Grazie anche al nuovo portale dei consumi, poi, si possono controllare attentamente le bollette di luce e gas: ecco allora le 3 cose a cui prestare la massima attenzione.

3 cose a cui prestare attenzione bollette luce e gas

La prima cosa a cui prestare attenzione quando si controllano le bollette di luce e gas è la somma dovuta e quella da pagare. Bisogna quindi leggere con attenzione la fattura per capire se sono stati addebitati eventuali conguagli che non dovevano essere conteggiati.
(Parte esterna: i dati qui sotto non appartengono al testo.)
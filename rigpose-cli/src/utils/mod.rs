//! Shared utilities for the rigpose CLI

pub mod format;
pub mod io;
pub mod table;
pub mod tree;

pub use format::*;
pub use io::*;
pub use table::*;
pub use tree::*;
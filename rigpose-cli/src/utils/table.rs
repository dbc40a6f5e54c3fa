//! Clip listing table

use prettytable::{Cell, Row, Table, format::consts::FORMAT_NO_LINESEP_WITH_TITLE};
use rigpose::AnimationClip;
use std::sync::Arc;

use super::format_seconds;

/// One row per clip: name, tick rate, length in ticks and seconds, track count
pub fn clip_table(clips: &[Arc<AnimationClip>]) -> Table {
    let mut table = Table::new();
    table.set_format(*FORMAT_NO_LINESEP_WITH_TITLE);
    table.set_titles(Row::new(
        ["Name", "Ticks/s", "Ticks", "Duration", "Tracks"]
            .into_iter()
            .map(|title| Cell::new(title).style_spec("b"))
            .collect(),
    ));

    for clip in clips {
        table.add_row(Row::new(vec![
            Cell::new(clip.name()),
            Cell::new(&clip.ticks_per_second().to_string()).style_spec("r"),
            Cell::new(&clip.duration_ticks().to_string()).style_spec("r"),
            Cell::new(&format_seconds(clip.duration_seconds())).style_spec("r"),
            Cell::new(&clip.track_count().to_string()).style_spec("r"),
        ]));
    }

    table
}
Un’altra cosa a cui prestare attenzione è l’eventuale richiesta di una bolletta già pagata. Proprio questo è utile conservare sempre le bollette per due anni oppure avere la propria pagina personale sul sito del fornitore. Accedendo all’area riservata, infatti, si potrà dimostrare subito senza alcuna contestazione che il pagamento è stato eseguito. Il problema subentra quando non si ha una pagina personale e quando si perde la bolletta. Non avendo prova del pagamento, infatti, si rischia di arrivare alle vie legali. Quindi il consiglio è quello di conservare sempre i documenti contabili sia in formato cartaceo che digitale.

La terza cosa da controllare sempre è l’eventuale addebito in bolletta di servizi non richiesti o non usati. In questo caso si deve contattare subito il servizio clienti e spiegare la situazione.

Solitamente la società fornitrice modifica immediatamente la fattura ma in altri casi è necessario effettuare una rettifica mediante raccomandata di andata e ritorno. La risposta deve poi arrivare entro quaranta giorni dal giorno in cui il venditore ha ricevuto la richiesta. Qualora infine il cliente entro tale data non riceva rimborso o risposta allora sarà necessario rivolgersi all’Arera avviando un procedimento per fa sì che la parte inadempiente paghi.